By contrast, “They’re not my problem” appears exactly never in our text.
It’s so easy to get caught up in the specifics of policy, discussions about “who should get in first” and rhetoric about amnesty and such that we can forget a very basic, fundamental fact: we’re talking about people here. Were talking about people — not “illegals,” but people — who are suffering. People who, perhaps because they came here illegally, are not afforded, or do not know about, the legal protections to which they are entitled. They are exploited and abused, with startling regularity and severity. Even if we hold them accountable for entering this country illegally, it should still shock our moral centers that human beings are treated in this way. Workers are abused physically, and are threatened with deportation should they utter any protest, or seek help. Children are left without their parents, often put in dubious foster care, because their parents were deported, while they weren’t. Husbands and wives are kept apart for years and years because the one who came here, legally or not, doesn’t have the right, or perhaps just the resources, to bring their loved one over. Young women are forced into slavery and the sex trade, because as far as society is concerned, they don’t even exist. It’s an abomination.
As I said, the policy issues are deeply, deeply complicated. And, no one policy, or set of policies, is going to solve all these problems. But, that simply doesn’t give us the right to lose our sense of empathy for people who are suffering. The fact that we can’t make the problem go away in no way diminishes our responsibility to make it better. We have to remember that behind every story, behind every argument, behind every policy debate live real people with real lives. And they’re in real pain.
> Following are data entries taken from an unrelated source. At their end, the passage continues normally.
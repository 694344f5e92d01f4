//! # Commands
//!
//! Argument definitions and their execution.
//!
//! ## Command Flow
//! ```text
//! ┌─────────────────────────────────────────────────────────────────────────┐
//! │  dindin categories update <id> --type receita                           │
//! │       │                                                                 │
//! │       ▼                                                                 │
//! │  CategoryStore::update ──► Database (write lock + transaction)          │
//! │       │                                                                 │
//! │       ▼                                                                 │
//! │  store.error set? ── yes ──► clear_error(), CliError::Action(message)  │
//! │       │                                                                 │
//! │       no                                                                │
//! │       ▼                                                                 │
//! │  render (text table or --json)                                         │
//! └─────────────────────────────────────────────────────────────────────────┘
//! ```

use std::path::PathBuf;

use chrono::Utc;
use clap::{Parser, Subcommand};
use dindin_core::{
    CategoryColor, CategoryType, CreateCategoryInput, IconName, UpdateCategoryInput,
    UpdatePaymentMethodInput,
};
use dindin_db::{Database, DbError};
use dindin_state::{CategoryStore, PaymentMethodStore};
use serde::Serialize;
use tracing::debug;

use crate::error::{CliError, CliResult};
use crate::render;

// =============================================================================
// Arguments
// =============================================================================

/// Dindin: categories and payment methods for your personal finances.
#[derive(Parser, Debug)]
#[command(name = "dindin", version, about, long_about = None)]
pub struct Cli {
    /// Config file (defaults to config.toml in the platform config directory).
    #[arg(long, value_name = "PATH", global = true)]
    pub config: Option<PathBuf>,

    /// Database file, overriding config and DINDIN_DB_PATH.
    #[arg(long, value_name = "PATH", global = true)]
    pub db: Option<PathBuf>,

    /// Print JSON instead of tables.
    #[arg(long, global = true)]
    pub json: bool,

    #[command(subcommand)]
    pub command: Command,
}

#[derive(Subcommand, Debug)]
pub enum Command {
    /// Manage categories.
    Categories {
        #[command(subcommand)]
        command: CategoryCommand,
    },
    /// List and toggle payment methods.
    PaymentMethods {
        #[command(subcommand)]
        command: PaymentMethodCommand,
    },
    /// Insert default payment methods and sample categories into empty tables.
    Seed,
    /// Show database location and row counts.
    Status,
}

#[derive(Subcommand, Debug)]
pub enum CategoryCommand {
    /// List categories by name.
    List,
    /// Create a category.
    Create {
        #[arg(long)]
        name: String,
        #[arg(long, default_value = "ShoppingCart")]
        icon: IconName,
        #[arg(long, default_value = "blue")]
        color: CategoryColor,
        /// gasto (expense) or receita (income).
        #[arg(long = "type", default_value = "gasto")]
        category_type: CategoryType,
    },
    /// Change some fields of a category.
    Update {
        id: String,
        #[arg(long)]
        name: Option<String>,
        #[arg(long)]
        icon: Option<IconName>,
        #[arg(long)]
        color: Option<CategoryColor>,
        #[arg(long = "type")]
        category_type: Option<CategoryType>,
    },
    /// Delete a category. Unknown ids are ignored.
    Delete { id: String },
}

#[derive(Subcommand, Debug)]
pub enum PaymentMethodCommand {
    /// List payment methods by name.
    List,
    /// Enable a payment method.
    Enable { id: String },
    /// Disable a payment method.
    Disable { id: String },
}

// =============================================================================
// Execution
// =============================================================================

/// What a command runs against.
pub struct Context {
    pub db: Database,
    pub categories: CategoryStore,
    pub payment_methods: PaymentMethodStore,
    pub json: bool,
}

impl Context {
    pub fn new(db: Database, json: bool) -> Self {
        Context {
            categories: CategoryStore::new(db.clone()),
            payment_methods: PaymentMethodStore::new(db.clone()),
            db,
            json,
        }
    }
}

/// Runs one command and returns what to print on stdout.
pub async fn execute(command: &Command, ctx: &Context) -> CliResult<String> {
    debug!(?command, "Executing command");
    match command {
        Command::Categories { command } => categories(command, ctx).await,
        Command::PaymentMethods { command } => payment_methods(command, ctx).await,
        Command::Seed => seed(ctx).await,
        Command::Status => status(ctx).await,
    }
}

async fn categories(command: &CategoryCommand, ctx: &Context) -> CliResult<String> {
    let store = &ctx.categories;
    match command {
        CategoryCommand::List => {
            let result = store.load().await;
            checked(store, result)?;
            let items = store.snapshot().items;
            if ctx.json {
                return to_json(&items);
            }
            Ok(render::categories_table(&items, Utc::now()))
        }
        CategoryCommand::Create {
            name,
            icon,
            color,
            category_type,
        } => {
            let input = CreateCategoryInput::new(name.as_str(), *icon, *color, *category_type);
            let result = store.create(&input).await;
            let created = checked(store, result)?;
            if ctx.json {
                return to_json(&created);
            }
            Ok(format!("Created {}\n", render::category_line(&created)))
        }
        CategoryCommand::Update {
            id,
            name,
            icon,
            color,
            category_type,
        } => {
            let input = UpdateCategoryInput {
                id: id.clone(),
                name: name.clone(),
                icon: *icon,
                color: *color,
                category_type: *category_type,
            };
            if input.is_empty() {
                return Err(CliError::InvalidArgument(
                    "Nothing to update: pass --name, --icon, --color or --type".into(),
                ));
            }
            let result = store.update(&input).await;
            let updated = checked(store, result)?;
            if ctx.json {
                return to_json(&updated);
            }
            Ok(format!("Updated {}\n", render::category_line(&updated)))
        }
        CategoryCommand::Delete { id } => {
            let result = store.delete(id).await;
            checked(store, result)?;
            if ctx.json {
                return to_json(&serde_json::json!({ "deleted": id }));
            }
            Ok(format!("Deleted {}\n", id))
        }
    }
}

async fn payment_methods(command: &PaymentMethodCommand, ctx: &Context) -> CliResult<String> {
    let store = &ctx.payment_methods;
    let (id, enabled) = match command {
        PaymentMethodCommand::List => {
            let result = store.load().await;
            checked(store, result)?;
            let items = store.snapshot().items;
            if ctx.json {
                return to_json(&items);
            }
            return Ok(render::payment_methods_table(&items));
        }
        PaymentMethodCommand::Enable { id } => (id, true),
        PaymentMethodCommand::Disable { id } => (id, false),
    };

    let result = store
        .update(&UpdatePaymentMethodInput::new(id.as_str(), enabled))
        .await;
    let method = checked(store, result)?;
    if ctx.json {
        return to_json(&method);
    }
    Ok(format!(
        "{} {}\n",
        if method.enabled { "Enabled" } else { "Disabled" },
        method.name
    ))
}

#[derive(Debug, Serialize)]
#[serde(rename_all = "camelCase")]
struct SeedReport {
    payment_methods: usize,
    categories: usize,
}

async fn seed(ctx: &Context) -> CliResult<String> {
    let result = ctx.payment_methods.seed().await;
    let payment_methods = checked(&ctx.payment_methods, result)?;
    let result = ctx.categories.seed().await;
    let categories = checked(&ctx.categories, result)?;

    let report = SeedReport {
        payment_methods,
        categories,
    };
    if ctx.json {
        return to_json(&report);
    }
    Ok(format!(
        "Inserted {} payment methods and {} sample categories\n",
        report.payment_methods, report.categories
    ))
}

#[derive(Debug, Serialize)]
#[serde(rename_all = "camelCase")]
struct StatusReport {
    database: String,
    initialized: bool,
    healthy: bool,
    migrations_applied: usize,
    migrations_total: usize,
    categories: usize,
    payment_methods: usize,
}

/// Gateway diagnostics plus row counts read through the stores.
async fn status(ctx: &Context) -> CliResult<String> {
    let db = &ctx.db;
    let (migrations_total, migrations_applied) = db.migration_status().await?;

    let result = ctx.categories.load().await;
    checked(&ctx.categories, result)?;
    let result = ctx.payment_methods.load().await;
    checked(&ctx.payment_methods, result)?;

    let report = StatusReport {
        database: db.config().database_path.display().to_string(),
        initialized: db.is_initialized().await,
        healthy: db.health_check().await,
        migrations_applied,
        migrations_total,
        categories: ctx.categories.with_state(|s| s.items.len()),
        payment_methods: ctx.payment_methods.with_state(|s| s.items.len()),
    };
    if ctx.json {
        return to_json(&report);
    }
    Ok(format!(
        "database:        {}\ninitialized:     {}\nhealthy:         {}\nmigrations:      {}/{}\ncategories:      {}\npayment methods: {}\n",
        report.database,
        report.initialized,
        report.healthy,
        report.migrations_applied,
        report.migrations_total,
        report.categories,
        report.payment_methods,
    ))
}

// =============================================================================
// Helpers
// =============================================================================

/// Store surface the CLI needs to report a failed action exactly once.
trait ErrorSlot {
    fn error(&self) -> Option<String>;
    fn clear_error(&self);
}

impl ErrorSlot for CategoryStore {
    fn error(&self) -> Option<String> {
        self.with_state(|s| s.error.clone())
    }

    fn clear_error(&self) {
        CategoryStore::clear_error(self)
    }
}

impl ErrorSlot for PaymentMethodStore {
    fn error(&self) -> Option<String> {
        self.with_state(|s| s.error.clone())
    }

    fn clear_error(&self) {
        PaymentMethodStore::clear_error(self)
    }
}

/// Takes the store's error message, if any, and clears it.
fn checked<S: ErrorSlot, T>(store: &S, result: Result<T, DbError>) -> CliResult<T> {
    if let Some(message) = store.error() {
        store.clear_error();
        return Err(CliError::Action(message));
    }
    result.map_err(CliError::Db)
}

fn to_json<T: Serialize + ?Sized>(value: &T) -> CliResult<String> {
    let mut out = serde_json::to_string_pretty(value)?;
    out.push('\n');
    Ok(out)
}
That, more than anything else, drives my support of Immigration Reform. It is a belief that, flawed, imperfect and incomplete as it will inevitably be, it is a step in the direction of justice, and of mercy. It is a step in the direction of forging a society which more closely holds to the ideals and values set out in our tradition.
Your conscience will tell you how to act, when it comes to laws and policies. Judaism can’t tell you, and neither can I, which candidate to support, or which bill to protest. but, I urge you to do something. Call your Senator, or call your representative. Urge them to act. Urge them to act in a way which will make our country, and our society, a place which welcomes the stranger, protects the weak, and strives to be a shining example of our greatest ideals.
Rabbi Jason Rosenberg is rabbi of Congregation Beth Am in Tampa, Florida. This is a version of the sermon he gave at Congregation Beth Am on Friday, July 19th.